To find $y'(x)$, we can use the quotient rule:

$y'(x) = \frac{d}{dx} \left(\frac{3x}{x^2 + 1}\right)$ $y'(x) = \frac{(x^2 + 1) \cdot 3 - 3x \cdot 2x}{(x^2 + 1)^2}$ $y'(x) = \frac{3x^2 + 3 - 6x^2}{(x^2 + 1)^2}$ $y'(x) = \frac{-3x^2 + 3}{(x^2 + 1)^2}$

Now, we need to find the values of $x$ for which $y'(x) = 0$:

$0 = \frac{-3x^2 + 3}{(x^2 + 1)^2}$

Since the numerator $-3x^2 + 3$ is never equal to zero (it's a non-zero constant), the only way for the fraction to be zero is when the denominator $(x^2 + 1)^2$ is equal to infinity.

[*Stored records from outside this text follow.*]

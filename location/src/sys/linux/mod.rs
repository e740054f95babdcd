//! Linux location implementation using GeoClue2 D-Bus service.

use std::collections::HashMap;
use std::sync::atomic::{AtomicBool, Ordering};
use std::sync::{Arc, Mutex, PoisonError};
use std::thread;
use std::time::{Duration, Instant};

use log::{debug, error, info};
use zbus::Connection;
use zbus::zvariant::{OwnedObjectPath, OwnedValue, Value};

use crate::{
    CallbackHandle, Location, LocationBatch, LocationError, LocationProvider, LocationResult,
    Priority, Resolution, ResolutionLaunchError, SettingsOutcome, SettingsRequest,
    UpdateRequestConfig, UpdateSink,
};

const GEOCLUE_BUS: &str = "org.freedesktop.GeoClue2";
const MANAGER_PATH: &str = "/org/freedesktop/GeoClue2/Manager";
const MANAGER_IFACE: &str = "org.freedesktop.GeoClue2.Manager";
const CLIENT_IFACE: &str = "org.freedesktop.GeoClue2.Client";
const LOCATION_IFACE: &str = "org.freedesktop.GeoClue2.Location";
const PROPERTIES_IFACE: &str = "org.freedesktop.DBus.Properties";
const DESKTOP_ID: &str = "geoscreen";

/// GeoClue accuracy level needed to honour `priority`.
const fn accuracy_level(priority: Priority) -> u32 {
    match priority {
        Priority::HighAccuracy => 8,
        Priority::BalancedPowerAccuracy => 6,
        Priority::LowPower => 4,
        Priority::NoPower => 1,
    }
}

fn dbus_error(context: &str) -> impl FnOnce(zbus::Error) -> LocationError + '_ {
    move |e| LocationError::Unknown(format!("{context}: {e}"))
}

fn timestamp_now() -> u64 {
    std::time::SystemTime::now()
        .duration_since(std::time::UNIX_EPOCH)
        .map(|d| u64::try_from(d.as_millis()).unwrap_or(u64::MAX))
        .unwrap_or(0)
}

async fn get_property(
    connection: &Connection,
    path: &str,
    interface: &str,
    property: &str,
) -> zbus::Result<OwnedValue> {
    connection
        .call_method(
            Some(GEOCLUE_BUS),
            path,
            Some(PROPERTIES_IFACE),
            "Get",
            &(interface, property),
        )
        .await?
        .body()
        .deserialize()
}

async fn set_property(
    connection: &Connection,
    path: &str,
    property: &str,
    value: Value<'_>,
) -> zbus::Result<()> {
    connection
        .call_method(
            Some(GEOCLUE_BUS),
            path,
            Some(PROPERTIES_IFACE),
            "Set",
            &(CLIENT_IFACE, property, value),
        )
        .await?;
    Ok(())
}

async fn get_f64(connection: &Connection, path: &str, property: &str) -> zbus::Result<f64> {
    let value = get_property(connection, path, LOCATION_IFACE, property).await?;
    match &*value {
        Value::F64(v) => Ok(*v),
        other => Err(zbus::Error::Failure(format!(
            "unexpected {property} value: {other:?}"
        ))),
    }
}

/// A started GeoClue client bound to one accuracy profile.
struct GeoClueClient {
    connection: Connection,
    path: OwnedObjectPath,
}

impl GeoClueClient {
    async fn start(priority: Priority, time_threshold: Duration) -> LocationResult<Self> {
        let connection = Connection::system()
            .await
            .map_err(dbus_error("D-Bus connection failed"))?;

        let (path,): (OwnedObjectPath,) = connection
            .call_method(
                Some(GEOCLUE_BUS),
                MANAGER_PATH,
                Some(MANAGER_IFACE),
                "GetClient",
                &(),
            )
            .await
            .map_err(dbus_error("GeoClue2 not available"))?
            .body()
            .deserialize()
            .map_err(dbus_error("failed to parse client path"))?;

        // GeoClue rejects clients without a desktop id
        set_property(&connection, path.as_str(), "DesktopId", Value::from(DESKTOP_ID))
            .await
            .map_err(dbus_error("failed to set desktop id"))?;
        set_property(
            &connection,
            path.as_str(),
            "RequestedAccuracyLevel",
            Value::from(accuracy_level(priority)),
        )
        .await
        .map_err(dbus_error("failed to set accuracy level"))?;
        let threshold = u32::try_from(time_threshold.as_secs()).unwrap_or(u32::MAX);
        set_property(&connection, path.as_str(), "TimeThreshold", Value::from(threshold))
            .await
            .map_err(dbus_error("failed to set time threshold"))?;

        connection
            .call_method(
                Some(GEOCLUE_BUS),
                path.as_str(),
                Some(CLIENT_IFACE),
                "Start",
                &(),
            )
            .await
            .map_err(dbus_error("failed to start GeoClue client"))?;

        Ok(Self { connection, path })
    }

    /// The client's current fix; `None` until GeoClue has computed one.
    async fn current(&self) -> LocationResult<Option<Location>> {
        let value = get_property(&self.connection, self.path.as_str(), CLIENT_IFACE, "Location")
            .await
            .map_err(dbus_error("failed to get location"))?;

        let location_path = match &*value {
            Value::ObjectPath(path) if path.as_str() != "/" => path.to_string(),
            Value::ObjectPath(_) => return Ok(None),
            other => {
                return Err(LocationError::Unknown(format!(
                    "unexpected location path: {other:?}"
                )));
            }
        };

        let latitude = get_f64(&self.connection, &location_path, "Latitude")
            .await
            .map_err(dbus_error("failed to get latitude"))?;
        let longitude = get_f64(&self.connection, &location_path, "Longitude")
            .await
            .map_err(dbus_error("failed to get longitude"))?;
        let altitude = get_f64(&self.connection, &location_path, "Altitude")
            .await
            .ok();
        let accuracy = get_f64(&self.connection, &location_path, "Accuracy")
            .await
            .ok();

        Ok(Some(Location {
            latitude,
            longitude,
            altitude,
            horizontal_accuracy: accuracy,
            vertical_accuracy: None,
            timestamp: timestamp_now(),
        }))
    }

    async fn stop(self) {
        let stopped = self
            .connection
            .call_method(
                Some(GEOCLUE_BUS),
                self.path.as_str(),
                Some(CLIENT_IFACE),
                "Stop",
                &(),
            )
            .await;
        if let Err(err) = stopped {
            debug!("failed to stop GeoClue client {}: {err}", self.path.as_str());
        }
    }
}

async fn available_accuracy() -> zbus::Result<u32> {
    let connection = Connection::system().await?;
    let value = get_property(&connection, MANAGER_PATH, MANAGER_IFACE, "AvailableAccuracyLevel")
        .await?;
    match &*value {
        Value::U32(level) => Ok(*level),
        other => Err(zbus::Error::Failure(format!(
            "unexpected accuracy level: {other:?}"
        ))),
    }
}

/// Whether `pending_len` buffered fixes should be sent now.
///
/// Without batching every fix goes out at once; otherwise fixes are held
/// until `max_wait_time` has passed since the previous flush.
fn flush_due(config: &UpdateRequestConfig, since_last_flush: Duration, pending_len: usize) -> bool {
    if pending_len == 0 {
        return false;
    }
    !config.allows_batching() || since_last_flush >= config.max_wait_time
}

/// Poll fixes every `interval`, flushing a batch once `max_wait_time` has passed.
async fn run_updates(config: UpdateRequestConfig, sink: UpdateSink, stop: Arc<AtomicBool>) {
    let client = match GeoClueClient::start(config.priority, config.fastest_interval).await {
        Ok(client) => client,
        Err(err) => {
            error!("failed to start GeoClue updates: {err}");
            return;
        }
    };

    let mut pending = Vec::new();
    let mut last_flush = Instant::now();

    while !stop.load(Ordering::Acquire) {
        match client.current().await {
            Ok(Some(location)) => pending.push(location),
            Ok(None) => {}
            Err(err) => error!("GeoClue update failed: {err}"),
        }

        if flush_due(&config, last_flush.elapsed(), pending.len()) {
            if stop.load(Ordering::Acquire) {
                break;
            }
            if !sink.deliver(LocationBatch::new(std::mem::take(&mut pending))) {
                break;
            }
            last_flush = Instant::now();
        }

        futures_timer::Delay::new(config.interval).await;
    }

    client.stop().await;
}

/// Location provider backed by GeoClue2.
///
/// Each subscription runs on its own worker thread that polls the GeoClue
/// client and pushes batches into the subscription's sink.
#[derive(Debug, Default)]
pub struct GeoClueProvider {
    workers: Mutex<HashMap<CallbackHandle, Arc<AtomicBool>>>,
}

impl GeoClueProvider {
    /// Create a provider with no active subscriptions.
    #[must_use]
    pub fn new() -> Self {
        Self::default()
    }
}

impl LocationProvider for GeoClueProvider {
    async fn check_settings(&self, request: &SettingsRequest) -> SettingsOutcome {
        let required = accuracy_level(request.priority);
        match available_accuracy().await {
            Ok(level) if level >= required => SettingsOutcome::Satisfied,
            Ok(level) => SettingsOutcome::Unresolvable(format!(
                "GeoClue offers accuracy level {level}, need {required}"
            )),
            Err(err) => SettingsOutcome::Unresolvable(format!("GeoClue2 not available: {err}")),
        }
    }

    async fn last_location(&self) -> LocationResult<Option<Location>> {
        let client = GeoClueClient::start(Priority::HighAccuracy, Duration::ZERO).await?;
        let location = client.current().await;
        client.stop().await;
        location
    }

    fn request_updates(
        &self,
        config: &UpdateRequestConfig,
        handle: CallbackHandle,
        sink: UpdateSink,
    ) -> LocationResult<()> {
        let stop = Arc::new(AtomicBool::new(false));
        let flag = Arc::clone(&stop);
        let config = *config;

        thread::Builder::new()
            .name(format!("geoclue-updates-{}", handle.as_raw()))
            .spawn(move || futures::executor::block_on(run_updates(config, sink, flag)))
            .map_err(|e| LocationError::Unknown(format!("failed to spawn update worker: {e}")))?;

        let previous = self
            .workers
            .lock()
            .unwrap_or_else(PoisonError::into_inner)
            .insert(handle, stop);
        if let Some(previous) = previous {
            previous.store(true, Ordering::Release);
        }
        Ok(())
    }

    async fn remove_updates(&self, handle: CallbackHandle) {
        let worker = self
            .workers
            .lock()
            .unwrap_or_else(PoisonError::into_inner)
            .remove(&handle);
        if let Some(stop) = worker {
            stop.store(true, Ordering::Release);
            info!("stopping GeoClue updates for {handle}");
        }
    }

    fn launch_resolution(
        &self,
        _resolution: &Resolution,
        _request_code: i32,
    ) -> Result<(), ResolutionLaunchError> {
        Err(ResolutionLaunchError::Unsupported)
    }
}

However, since $x^2 + 1$ is always positive, its square $(x^2 + 1)^2$ is also always positive and can never be equal to zero.

Thus, there are no solutions to the equation $y'(x) = 0$ for the given function $y(x) = \frac{3x}{x^2 + 1}$. In other words, the function $y(x)$ does not have any critical points or turning points. It is a monotonic function on its entire domain.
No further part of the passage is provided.